Shashin. Le mot japonais pour « photographie » signifie littéralement « imiter la vérité ». Ce 76e album de RSF nous donne à voir le reflet d’un Japon pluriel, dont le visage s’éloigne des images d’Epinal et des clichés de ce pays fascinant.

14 grands photographes japonais et gaijin – originaires d’un autre pays – offrent un portrait riche et plein de nuances sur la beauté et la complexité de l’archipel composé de quatre grandes îles, 10 000 petites et habité par 125 millions d’habitants.

Werner Bischof, La cour du sanctuaire Meiji, Tokyo, 1951. © Werner Bischof Estate/Magnum Photos

Le grand « malentendu »

Dans la préface de l’album, la romancière française Amélie Nothomb témoigne de cette complexité japonaise et du « malentendu » si généralisé « dans le dialogue entre l’Europe et le pays du Soleil levant ». Un malentendu que l’on peut facilement élargir hors des frontières de l’Europe tant il est certain qu’il existe peu de territoires au monde comme le Japon qui polarise autant de fantasmes, d’attirance et de clichés sur le mode de vie de leurs habitants et son identité territoriale.

« Ma maturité photographique a commencé au Japon »

Françoise Huguier

N’y a-t-il pas un Japon rêvé ? Fantasmé ? Un miroir déformant d’un pays aux mille et unes nuances ? Il est question alors de prendre la juste distance. Un pas de côté s’impose pour changer d’angle, laissant hors champs les présupposés, la lecture d’une culture, d’un peuple et d’un territoire par la lorgnette de nos idées et jugements, « pour nous permettre enfin de regarder le Japon pour ce qu’il est, plutôt que pour ce que nous aimerions qu’il soit », résume le journaliste Emil Pacha Valencia. Comme devrait faire chaque voyageur et visiteur d’un territoire, ne pas lire un pays par le prisme de ses certitudes mais s’abandonner à lui pour en saisir le véritable visage.

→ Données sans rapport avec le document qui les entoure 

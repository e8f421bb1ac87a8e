//! The transaction envelope.
//!
//! An envelope binds one logical command (or a whole `EXEC` body / script scope) to the shard
//! set. Locks are acquired per shard in ascending shard-id order, which is the process-wide
//! deadlock-avoidance order.

use std::sync::Arc;
use std::thread;
use std::time::Duration;

use efly_common::error::EflyResult;
use efly_common::ids::{DbIndex, ShardId, TxId};
use efly_engine::ShardSet;
use efly_engine::lock::IntentMode;
use efly_engine::shard::EngineShard;
use parking_lot::Mutex;

use crate::keys::{KeySpec, determine_keys};

const LOCK_RETRY_BACKOFF: Duration = Duration::from_micros(100);

/// Descriptor metadata a transaction needs from the command table.
#[derive(Debug, Clone, PartialEq, Eq)]
pub struct CmdBinding {
    /// Canonical uppercase command name, kept for debug output.
    pub name: &'static str,
    /// Key position layout.
    pub key_spec: KeySpec,
    /// Whether the command requires a global (all-shard) barrier.
    pub is_global: bool,
    /// Whether the command writes; selects exclusive versus shared intent.
    pub is_write: bool,
}

#[derive(Debug)]
enum HeldLock {
    Key {
        shard: ShardId,
        db: DbIndex,
        key: Vec<u8>,
        mode: IntentMode,
    },
    Shard {
        shard: ShardId,
        mode: IntentMode,
    },
}

#[derive(Debug, Default)]
struct TxState {
    db: DbIndex,
    keys: Vec<Vec<u8>>,
    unique_shards: Vec<ShardId>,
    held: Vec<HeldLock>,
    /// True while locks outlive individual dispatches (EXEC body, script scope).
    multi_scope: bool,
    /// True while a global barrier holds every shard; per-command lock acquisition is skipped.
    global_scope: bool,
    ooo: bool,
}

/// Transaction envelope bound to a command and argument vector.
pub struct Transaction {
    txid: TxId,
    shard_set: Arc<ShardSet>,
    binding: Mutex<CmdBinding>,
    state: Mutex<TxState>,
}

impl std::fmt::Debug for Transaction {
    fn fmt(&self, f: &mut std::fmt::Formatter<'_>) -> std::fmt::Result {
        f.debug_struct("Transaction")
            .field("txid", &self.txid)
            .field("binding", &*self.binding.lock())
            .finish()
    }
}

impl Transaction {
    /// Creates an envelope for `binding`, allocating the next transaction id.
    #[must_use]
    pub fn new(binding: CmdBinding, shard_set: Arc<ShardSet>) -> Self {
        let txid = shard_set.next_txid();
        Self {
            txid,
            shard_set,
            binding: Mutex::new(binding),
            state: Mutex::new(TxState {
                ooo: true,
                ..TxState::default()
            }),
        }
    }

    /// This envelope's transaction id.
    #[must_use]
    pub fn txid(&self) -> TxId {
        self.txid
    }

    /// Whether every lock so far was acquired without waiting.
    #[must_use]
    pub fn is_ooo(&self) -> bool {
        self.state.lock().ooo
    }

    /// Number of distinct shards referenced by the current key set.
    #[must_use]
    pub fn unique_shard_count(&self) -> usize {
        self.state.lock().unique_shards.len()
    }

    /// Rebinds the envelope to another command descriptor (used inside `EXEC` and scripts).
    pub fn set_exec_cmd(&self, binding: CmdBinding) {
        *self.binding.lock() = binding;
    }

    /// Recomputes the key set and participating shards from an argument vector.
    pub fn init_by_args(&self, db: DbIndex, args: &[Vec<u8>]) {
        let binding = self.binding.lock().clone();
        let mut state = self.state.lock();
        state.db = db;
        state.keys = determine_keys(binding.name, &binding.key_spec, args);

        if binding.is_global {
            state.unique_shards = (0..self.shard_set.size()).collect();
        } else {
            let mut shards = state
                .keys
                .iter()
                .map(|key| self.shard_set.shard_for_key(key))
                .collect::<Vec<_>>();
            shards.sort_unstable();
            shards.dedup();
            state.unique_shards = shards;
        }
    }

    /// Acquires intent locks for the current key set (or the whole shard set for a global
    /// binding) and keeps them until [`Transaction::unlock_multi`].
    ///
    /// May suspend while contended locks drain.
    ///
    /// # Errors
    ///
    /// Propagates shard-executor errors.
    pub fn schedule(&self) -> EflyResult<()> {
        self.acquire_current_locks()?;
        let is_global = self.binding.lock().is_global;
        let mut state = self.state.lock();
        state.multi_scope = true;
        if is_global {
            state.global_scope = true;
        }
        Ok(())
    }

    /// Releases every lock acquired over the envelope's lifetime.
    ///
    /// # Errors
    ///
    /// Propagates shard-executor errors.
    pub fn unlock_multi(&self) -> EflyResult<()> {
        let held = {
            let mut state = self.state.lock();
            state.multi_scope = false;
            state.global_scope = false;
            std::mem::take(&mut state.held)
        };
        for lock in held.into_iter().rev() {
            match lock {
                HeldLock::Key {
                    shard,
                    db,
                    key,
                    mode,
                } => {
                    self.shard_set
                        .await_on_shard(shard, move |state| state.unlock_key(db, &key, mode))?;
                }
                HeldLock::Shard { shard, mode } => {
                    self.shard_set
                        .await_on_shard(shard, move |state| state.unlock_shard(mode))?;
                }
            }
        }
        Ok(())
    }

    /// Runs `job` on every participating shard in ascending shard order, handing it the shard's
    /// key subset, and collects the results.
    ///
    /// Outside a multi scope the hop acquires its locks up front and releases them before
    /// returning; inside one (script or `EXEC` body) locks accumulate until `unlock_multi`.
    ///
    /// # Errors
    ///
    /// Propagates shard-executor errors.
    pub fn run_on_shards<R>(
        &self,
        job: impl Fn(&mut EngineShard, DbIndex, Vec<Vec<u8>>) -> R + Send + Clone + 'static,
    ) -> EflyResult<Vec<R>>
    where
        R: Send + 'static,
    {
        let was_multi_scope = self.state.lock().multi_scope;
        self.acquire_current_locks()?;

        let (db, shards) = {
            let state = self.state.lock();
            (state.db, state.unique_shards.clone())
        };

        let mut results = Vec::with_capacity(shards.len());
        for shard in shards {
            let keys = self.keys_on_shard(shard);
            let job = job.clone();
            let result = self
                .shard_set
                .await_on_shard(shard, move |state| job(state, db, keys))?;
            results.push(result);
        }

        if !was_multi_scope {
            self.unlock_multi()?;
        }
        Ok(results)
    }

    fn keys_on_shard(&self, shard: ShardId) -> Vec<Vec<u8>> {
        let state = self.state.lock();
        state
            .keys
            .iter()
            .filter(|key| self.shard_set.shard_for_key(key) == shard)
            .cloned()
            .collect()
    }

    fn lock_mode(&self) -> IntentMode {
        if self.binding.lock().is_write {
            IntentMode::Exclusive
        } else {
            IntentMode::Shared
        }
    }

    fn acquire_current_locks(&self) -> EflyResult<()> {
        // Under a global barrier every shard is already reserved.
        if self.state.lock().global_scope {
            return Ok(());
        }
        let binding = self.binding.lock().clone();
        let mode = self.lock_mode();
        let (db, shards, keys) = {
            let state = self.state.lock();
            (
                state.db,
                state.unique_shards.clone(),
                state.keys.clone(),
            )
        };

        if binding.is_global {
            for shard in shards {
                if !self.already_holds_shard(shard) {
                    self.acquire_shard_lock(shard, IntentMode::Exclusive)?;
                }
            }
            return Ok(());
        }

        for shard in shards {
            if !self.already_holds_shard(shard) {
                self.acquire_shard_lock(shard, IntentMode::Shared)?;
            }
            for key in keys
                .iter()
                .filter(|key| self.shard_set.shard_for_key(key) == shard)
            {
                if self.already_holds_key(shard, db, key) {
                    continue;
                }
                self.acquire_key_lock(shard, db, key.clone(), mode)?;
            }
        }
        Ok(())
    }

    fn already_holds_key(&self, shard: ShardId, db: DbIndex, key: &[u8]) -> bool {
        self.state.lock().held.iter().any(|held| {
            matches!(held, HeldLock::Key { shard: held_shard, db: held_db, key: held_key, .. }
                if *held_shard == shard && *held_db == db && held_key == key)
        })
    }

    fn already_holds_shard(&self, shard: ShardId) -> bool {
        self.state.lock().held.iter().any(|held| {
            matches!(held, HeldLock::Shard { shard: held_shard, .. } if *held_shard == shard)
        })
    }

    fn acquire_key_lock(
        &self,
        shard: ShardId,
        db: DbIndex,
        key: Vec<u8>,
        mode: IntentMode,
    ) -> EflyResult<()> {
        let mut first_attempt = true;
        loop {
            let attempt_key = key.clone();
            let acquired = self
                .shard_set
                .await_on_shard(shard, move |state| state.try_lock_key(db, &attempt_key, mode))?;
            if acquired {
                let mut state = self.state.lock();
                if !first_attempt {
                    state.ooo = false;
                }
                state.held.push(HeldLock::Key {
                    shard,
                    db,
                    key,
                    mode,
                });
                return Ok(());
            }
            first_attempt = false;
            thread::sleep(LOCK_RETRY_BACKOFF);
        }
    }

    fn acquire_shard_lock(&self, shard: ShardId, mode: IntentMode) -> EflyResult<()> {
        let mut first_attempt = true;
        loop {
            let acquired = self
                .shard_set
                .await_on_shard(shard, move |state| state.try_lock_shard(mode))?;
            if acquired {
                let mut state = self.state.lock();
                if !first_attempt {
                    state.ooo = false;
                }
                state.held.push(HeldLock::Shard { shard, mode });
                return Ok(());
            }
            first_attempt = false;
            thread::sleep(LOCK_RETRY_BACKOFF);
        }
    }
}

impl Drop for Transaction {
    fn drop(&mut self) {
        // Error paths may abandon an envelope with live locks.
        if !self.state.lock().held.is_empty() {
            let _ = self.unlock_multi();
        }
    }
}

#[cfg(test)]
mod tests {
    use super::{CmdBinding, Transaction};
    use crate::keys::KeySpec;
    use efly_common::ids::ShardCount;
    use efly_engine::ShardSet;
    use efly_engine::lock::IntentMode;
    use googletest::prelude::*;
    use rstest::rstest;
    use std::sync::Arc;

    fn shard_set() -> Arc<ShardSet> {
        Arc::new(ShardSet::new(
            ShardCount::new(2).expect("literal is valid"),
        ))
    }

    fn write_binding(name: &'static str, spec: KeySpec) -> CmdBinding {
        CmdBinding {
            name,
            key_spec: spec,
            is_global: false,
            is_write: true,
        }
    }

    fn args(parts: &[&str]) -> Vec<Vec<u8>> {
        parts.iter().map(|part| part.as_bytes().to_vec()).collect()
    }

    #[rstest]
    fn init_by_args_groups_keys_into_unique_shards() {
        let shards = shard_set();
        let tx = Transaction::new(
            write_binding("MSET", KeySpec::new(1, -1, 2)),
            Arc::clone(&shards),
        );
        tx.init_by_args(0, &args(&["MSET", "a", "1", "b", "2", "a", "3"]));
        assert_that!(tx.unique_shard_count() <= 2, eq(true));
        assert_that!(tx.unique_shard_count() >= 1, eq(true));
    }

    #[rstest]
    fn schedule_holds_key_locks_until_unlock_multi() {
        let shards = shard_set();
        let tx = Transaction::new(
            write_binding("EVAL", KeySpec::new(1, -1, 1)),
            Arc::clone(&shards),
        );
        tx.init_by_args(0, &args(&["KEYSET", "x"]));
        tx.schedule().expect("schedule should acquire locks");

        let owner = shards.shard_for_key(b"x");
        let free = shards
            .await_on_shard(owner, |state| {
                state.check_key_lock(0, b"x", IntentMode::Exclusive)
            })
            .expect("lock inspection should reach shard");
        assert_that!(free, eq(false));

        tx.unlock_multi().expect("unlock should release locks");
        let free = shards
            .await_on_shard(owner, |state| {
                state.check_key_lock(0, b"x", IntentMode::Exclusive)
            })
            .expect("lock inspection should reach shard");
        assert_that!(free, eq(true));
    }

    #[rstest]
    fn global_binding_reserves_every_shard() {
        let shards = shard_set();
        let tx = Transaction::new(
            CmdBinding {
                name: "EXEC",
                key_spec: KeySpec::none(),
                is_global: true,
                is_write: true,
            },
            Arc::clone(&shards),
        );
        tx.init_by_args(0, &args(&["EXEC"]));
        assert_that!(tx.unique_shard_count(), eq(2_usize));
        tx.schedule().expect("schedule should acquire shard locks");

        let shared_free = shards
            .run_brief_in_parallel(|state| state.check_shard_lock(IntentMode::Shared))
            .expect("fan-out should reach shards");
        assert_that!(shared_free.iter().all(|free| !free), eq(true));

        tx.unlock_multi().expect("unlock should release shard locks");
        let shared_free = shards
            .run_brief_in_parallel(|state| state.check_shard_lock(IntentMode::Shared))
            .expect("fan-out should reach shards");
        assert_that!(shared_free.iter().all(|free| *free), eq(true));
    }

    #[rstest]
    fn standalone_hop_releases_locks_after_running() {
        let shards = shard_set();
        let tx = Transaction::new(
            write_binding("SET", KeySpec::new(1, 1, 1)),
            Arc::clone(&shards),
        );
        tx.init_by_args(0, &args(&["SET", "k", "v"]));

        let touched = tx
            .run_on_shards(|_, _, keys| keys.len())
            .expect("hop should run");
        assert_that!(touched, eq(&vec![1_usize]));
        assert_that!(tx.is_ooo(), eq(true));

        let owner = shards.shard_for_key(b"k");
        let free = shards
            .await_on_shard(owner, |state| {
                state.check_key_lock(0, b"k", IntentMode::Exclusive)
            })
            .expect("lock inspection should reach shard");
        assert_that!(free, eq(true));
    }
}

Ken Domon, Enfants faisant tourner des parapluies, Ogouchi, Tokyo,1937 © Ken Domon Museum of Photography

Henri Cartier-Bresson, Françoise Huguier, Werner Bischof ou encore plus récemment Pierre-Elie de Pibrac ou Julie Glassberg ont cherché cette imitation de la vérité nippone par la photographie. « Ma maturité photographique a commencé au Japon », dira Huguier. Des soirées karaoké aux bains traditionnels en passant par les tatouages des yakuzas, la photographe française a longuement dressé le portrait honnête et sensible d’un pays qu’elle-même considérait de prime abord comme totalement déroutant.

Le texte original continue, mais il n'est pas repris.